Монолог Эдипа из Пролога к трагедии Софокла «Царь Эдип».
Произносится на ступенях Михайловского замка с видом на Мойку и Летний сад.
Александр Иванович Бродский открывает глаза.
И впрямь он немного задремал за чтением «Огонька» в Летнем саду.
Впрочем, ветер уже стих.
Теперь дышится легко и привольно, и можно неспешно двигаться домой, где, приготовив ужин, его уже дожидается супруга Мария Моисеевна Вольперт.
Эписодий Четырнадцатый
1992 год.
Трамвай разворачивается на кольце у Северной верфи и, гремя на стыках, выходит на маршрут. До проспекта Стачек он идет полупустой, и только уже в районе Автово начинает заполняться пассажирами.
До этого момента кондуктор неподвижно сидит на высоком, привинченном к полу табурете без спинки, к которому приварена табличка «место кондуктора».
Сейчас он безучастно смотрит в окно, за которым проплывают фонарные столбы, фасады доходных домов, заборы, редкие деревья без листьев, витрины магазинов. Все это он видел десятки, если не сотни раз. Конечно, можно на все на это не смотреть и ехать с закрытыми глазами, но за это могут выгнать с работы.
Итак, кондуктор нехотя сползает со своего табурета и начинает «обилечивать» пассажиров. Делает он это ровно так, как и смотрел в окно – безучастно, с абсолютно ничего не выражающим взглядом. Однако по мере продвижения его по вагону все более и более растет ощущение того, что это видение, фантом, какая-то ошибка, потому что сомнений в том, что в роли кондуктора на Первом маршруте работает не кто иной, как Иосиф Александрович Бродский, не остается никаких. И это при том, что в это время поэт Бродский вот уже как 20 лет живет в Америке.
– Да это же Андрюха Басманов, сын его, – видя мое потрясение, сообщает сидящий рядом мужик лет сорока с лишним в джинсовой куртке Miltons, – его тут все знают… А вы что, не местный?

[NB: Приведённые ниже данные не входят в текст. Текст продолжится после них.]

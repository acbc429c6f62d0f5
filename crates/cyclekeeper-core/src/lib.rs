//! # cyclekeeper Core Library
//!
//! This library provides the core logic for cyclekeeper, a single-task
//! countdown timer: name a task, pick a duration, and the library tracks
//! elapsed time, completion and interruption, persisting the history across
//! runs. The CLI binary is a thin presentation layer over it.
//!
//! ## Architecture
//!
//! - **Cycle registry**: every cycle ever started, in creation order, plus
//!   the id of the one cycle currently counting down
//! - **Transition engine**: a pure reducer over the three actions
//!   (start, interrupt, finish)
//! - **Reconciler**: recomputes the countdown from the cycle's wall-clock
//!   start time on every tick and emits the finish action exactly once
//! - **Storage**: the registry as a versioned JSON blob in a key-value
//!   store (SQLite on disk), plus TOML configuration
//!
//! ## Key Components
//!
//! - [`CycleSession`]: owned state, the only writer of the registry
//! - [`transition`]: the reducer
//! - [`Reconciler`] and [`Ticker`]: countdown recomputation and its cadence
//! - [`CycleStore`]: persistence bridge over any [`KvStore`]
//! - [`Config`]: application configuration

pub mod clock;
pub mod cycle;
pub mod error;
pub mod events;
pub mod session;
pub mod storage;
pub mod timer;

pub use clock::{Clock, ManualClock, SystemClock};
pub use cycle::{Cycle, CycleId, CycleRegistry, CycleStatus, DurationBounds, HistorySummary};
pub use error::{
    ConfigError, CoreError, PersistenceError, RegistryError, StoreError, TransitionError,
    ValidationError,
};
pub use events::Event;
pub use session::{CycleSession, Dispatched, TickReport};
pub use storage::{Config, CycleStore, KvStore, MemoryStore, SqliteStore};
pub use timer::{
    transition, Action, Countdown, Reconciler, StartPolicy, Ticker, TransitionContext,
    TransitionOutcome, TransitionRules, WatchExit,
};
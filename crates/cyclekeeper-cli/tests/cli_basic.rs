//! Basic CLI E2E tests.
//!
//! Tests invoke the built binary against a throwaway data directory and
//! verify outputs.

use std::process::Command;

use tempfile::TempDir;

/// Run a CLI command and return (stdout, stderr, exit code).
fn run_cli(data_dir: &TempDir, args: &[&str]) -> (String, String, i32) {
    let output = Command::new(env!("CARGO_BIN_EXE_cyclekeeper"))
        .env("CYCLEKEEPER_DATA_DIR", data_dir.path())
        .env_remove("CYCLEKEEPER_LOG")
        .args(args)
        .output()
        .expect("Failed to execute CLI command");

    let stdout = String::from_utf8_lossy(&output.stdout).to_string();
    let stderr = String::from_utf8_lossy(&output.stderr).to_string();
    let code = output.status.code().unwrap_or(-1);

    (stdout, stderr, code)
}

#[test]
fn test_start_then_status() {
    let dir = TempDir::new().unwrap();
    let (stdout, stderr, code) = run_cli(&dir, &["cycle", "start", "Write report", "-m", "25"]);
    assert_eq!(code, 0, "start failed: {stderr}");
    assert!(stdout.contains("cycle_started"));

    let (stdout, _, code) = run_cli(&dir, &["cycle", "status"]);
    assert_eq!(code, 0);
    assert!(stdout.contains(" - Write report"), "unexpected status: {stdout}");
}

#[test]
fn test_status_without_cycle() {
    let dir = TempDir::new().unwrap();
    let (stdout, _, code) = run_cli(&dir, &["cycle", "status"]);
    assert_eq!(code, 0);
    assert!(stdout.contains("no active cycle"));
}

#[test]
fn test_second_start_is_rejected() {
    let dir = TempDir::new().unwrap();
    let (_, _, code) = run_cli(&dir, &["cycle", "start", "First", "--minutes", "25"]);
    assert_eq!(code, 0);

    let (_, stderr, code) = run_cli(&dir, &["cycle", "start", "Second", "--minutes", "25"]);
    assert_eq!(code, 1);
    assert!(stderr.starts_with("error:"), "unexpected stderr: {stderr}");
}

#[test]
fn test_invalid_duration_is_rejected() {
    let dir = TempDir::new().unwrap();
    let (_, _, code) = run_cli(&dir, &["cycle", "start", "Too long", "--minutes", "61"]);
    assert_eq!(code, 1);
    let (_, _, code) = run_cli(&dir, &["cycle", "start", "   ", "--minutes", "25"]);
    assert_eq!(code, 1);

    let (stdout, _, _) = run_cli(&dir, &["history", "--json"]);
    let rows: serde_json::Value = serde_json::from_str(&stdout).unwrap();
    assert_eq!(rows.as_array().map(Vec::len), Some(0));
}

#[test]
fn test_interrupt_shows_in_history() {
    let dir = TempDir::new().unwrap();
    run_cli(&dir, &["cycle", "start", "Write report", "--minutes", "25"]);

    let (stdout, _, code) = run_cli(&dir, &["cycle", "interrupt"]);
    assert_eq!(code, 0);
    assert!(stdout.contains("cycle_interrupted"));

    let (stdout, _, code) = run_cli(&dir, &["history", "--json"]);
    assert_eq!(code, 0);
    let rows: serde_json::Value = serde_json::from_str(&stdout).unwrap();
    let rows = rows.as_array().unwrap();
    assert_eq!(rows.len(), 1);
    assert_eq!(rows[0]["status"], "interrupted");
    assert_eq!(rows[0]["task"], "Write report");
    assert!(rows[0]["interrupted_at"].is_string());
}

#[test]
fn test_interrupt_without_cycle_is_noop() {
    let dir = TempDir::new().unwrap();
    let (stdout, _, code) = run_cli(&dir, &["cycle", "interrupt"]);
    assert_eq!(code, 0);
    assert!(stdout.contains("no active cycle"));
}

#[test]
fn test_reset_clears_history() {
    let dir = TempDir::new().unwrap();
    run_cli(&dir, &["cycle", "start", "X", "--minutes", "5"]);
    let (_, _, code) = run_cli(&dir, &["cycle", "reset"]);
    assert_eq!(code, 0);

    let (stdout, _, _) = run_cli(&dir, &["history"]);
    assert!(stdout.contains("no cycles yet"));
}

#[test]
fn test_config_get_and_set() {
    let dir = TempDir::new().unwrap();
    let (stdout, _, code) = run_cli(&dir, &["config", "get", "cycle.max_duration_minutes"]);
    assert_eq!(code, 0);
    assert_eq!(stdout.trim(), "60");

    let (_, _, code) = run_cli(&dir, &["config", "set", "cycle.max_duration_minutes", "90"]);
    assert_eq!(code, 0);
    let (_, _, code) = run_cli(&dir, &["cycle", "start", "Long", "--minutes", "90"]);
    assert_eq!(code, 0);

    let (_, _, code) = run_cli(&dir, &["config", "set", "cycle.min_duration_minutes", "0"]);
    assert_eq!(code, 1);
}

#[test]
fn test_config_unknown_key() {
    let dir = TempDir::new().unwrap();
    let (_, _, code) = run_cli(&dir, &["config", "get", "cycle.nope"]);
    assert_eq!(code, 1);
}
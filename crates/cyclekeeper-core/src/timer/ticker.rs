//! Fixed-cadence tick source for the countdown.
//!
//! The ticker owns at most one spawned interval task. Every `arm` aborts the
//! previous task before spawning a new one and bumps the generation, so a
//! tick already queued by a cancelled task is recognised as stale by
//! [`Ticker::is_current`].

use std::future::Future;
use std::time::Duration;

use tokio::sync::mpsc;
use tokio::task::JoinHandle;
use tokio::time::MissedTickBehavior;
use tracing::{debug, warn};

use crate::clock::Clock;
use crate::error::Result;
use crate::session::{CycleSession, TickReport};
use crate::storage::KvStore;

/// Nominal reconciler period.
pub const DEFAULT_TICK_INTERVAL: Duration = Duration::from_secs(1);

/// One tick, tagged with the generation of the ticker that produced it.
#[derive(Debug, Clone, Copy, PartialEq, Eq)]
pub struct Tick {
    pub generation: u64,
}

pub struct Ticker {
    period: Duration,
    tx: mpsc::UnboundedSender<Tick>,
    handle: Option<JoinHandle<()>>,
    generation: u64,
}

impl Ticker {
    /// Create an idle ticker and the receiver its ticks arrive on.
    pub fn new(period: Duration) -> (Self, mpsc::UnboundedReceiver<Tick>) {
        let (tx, rx) = mpsc::unbounded_channel();
        let ticker = Self {
            period,
            tx,
            handle: None,
            generation: 0,
        };
        (ticker, rx)
    }

    /// Cancel any running interval task and start a fresh one. The first
    /// tick fires immediately.
    ///
    /// Must be called from within a tokio runtime.
    pub fn arm(&mut self) -> u64 {
        self.cancel();
        self.generation += 1;

        let generation = self.generation;
        let period = self.period;
        let tx = self.tx.clone();
        self.handle = Some(tokio::spawn(async move {
            let mut interval = tokio::time::interval(period);
            interval.set_missed_tick_behavior(MissedTickBehavior::Delay);
            loop {
                interval.tick().await;
                if tx.send(Tick { generation }).is_err() {
                    break;
                }
            }
        }));
        debug!(generation, "ticker armed");
        generation
    }

    /// Cancel the running interval task and go idle.
    pub fn disarm(&mut self) {
        if self.cancel() {
            self.generation += 1;
            debug!(generation = self.generation, "ticker disarmed");
        }
    }

    pub fn is_armed(&self) -> bool {
        self.handle.is_some()
    }

    pub fn generation(&self) -> u64 {
        self.generation
    }

    /// Whether `tick` came from the currently armed task.
    pub fn is_current(&self, tick: &Tick) -> bool {
        self.is_armed() && tick.generation == self.generation
    }

    fn cancel(&mut self) -> bool {
        match self.handle.take() {
            Some(handle) => {
                handle.abort();
                true
            }
            None => false,
        }
    }
}

impl Drop for Ticker {
    fn drop(&mut self) {
        self.cancel();
    }
}

/// Why [`watch`] returned.
#[derive(Debug, Clone, Copy, PartialEq, Eq)]
pub enum WatchExit {
    /// The active cycle ran to completion.
    Finished,
    /// No cycle was active (or it was interrupted elsewhere).
    Idle,
    /// The shutdown future resolved first.
    Shutdown,
}

/// Drive `session` at `period` until the active cycle ends or `shutdown`
/// resolves, calling `on_tick` with every report.
///
/// The ticker is disarmed as soon as no cycle is active.
pub async fn watch<S, C, F, Sh>(
    session: &mut CycleSession<S, C>,
    period: Duration,
    mut on_tick: F,
    shutdown: Sh,
) -> Result<WatchExit>
where
    S: KvStore,
    C: Clock,
    F: FnMut(&CycleSession<S, C>, &TickReport),
    Sh: Future<Output = ()>,
{
    let (mut ticker, mut rx) = Ticker::new(period);
    if session.active_cycle().is_none() {
        return Ok(WatchExit::Idle);
    }
    ticker.arm();
    tokio::pin!(shutdown);

    loop {
        tokio::select! {
            _ = &mut shutdown => {
                ticker.disarm();
                return Ok(WatchExit::Shutdown);
            }
            tick = rx.recv() => {
                let Some(tick) = tick else {
                    warn!("tick channel closed");
                    return Ok(WatchExit::Idle);
                };
                if !ticker.is_current(&tick) {
                    debug!(
                        stale = tick.generation,
                        current = ticker.generation(),
                        "dropping stale tick"
                    );
                    continue;
                }

                let report = session.tick()?;
                on_tick(&*session, &report);

                if session.active_cycle().is_none() {
                    ticker.disarm();
                    return Ok(if report.finished.is_some() {
                        WatchExit::Finished
                    } else {
                        WatchExit::Idle
                    });
                }
            }
        }
    }
}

– Нет, – отвечаю ему не сразу, – из Москвы к друзьям приехал.
– Московский, значит, – мужик большим и указательным пальцами приглаживает довольно ветвистые свои брови, откашливается и не без добродушного сожаления подводит итог, – это заметно…
Когда процедура «обилечивания» заканчивается, кондуктор Басманов вновь усаживается на свое место и погружается в лишь одному ему доступную медитацию. В ту поездку я вышел на площади Труда, а трамвай с сыном Бродского пошел дальше, на Васильевский остров, в район 8-й линии, кажется.
Андрей Басманов тогда, на начале 90-х, довольно часто появлялся в разных питерских компаниях, пел под гитару, особенно любил Сашу Башлачева (1960–1988).
Вот, например, это:
Голос имел сильный, завывающий, рвал струны решительно, пел самозабвенно, хотя, наверно, Башлачева кроме Башлачева, как и Высоцкого кроме Высоцкого, петь нельзя, но он пел. Более того, когда в возрасте 22 лет приехал к отцу в Нью-Йорк, то исполнил несколько подобных песен, чем привел Иосифа в ужас. Он просто не знал, что папа ненавидит весь этот «советский рок».
По воспоминаниям Аллы Уфлянд, после появления Андрея в Америке Бродский позвонил в Ленинград Владимиру Уфлянду, который и организовал эту встречу, и почти закричал: «Кого ты мне прислал?».
«Кого просил, того и прислал», – прозвучало в трубке.
1967 год.
Андрей – Осипович – Басманов…
Услышав эту комбинацию слов, вернее имени, отчества и фамилии, Бродский взвился: – Почему Басманов, а не Бродский? Почему Осипович, а не Иосифович?
Марина, конечно, что-то ответила, но без особого нажима и надрыва, потому что дело было решенным и обжалованию не подлежало, а тратить силы на очередное выяснение отношений не было ни сил, ни желания.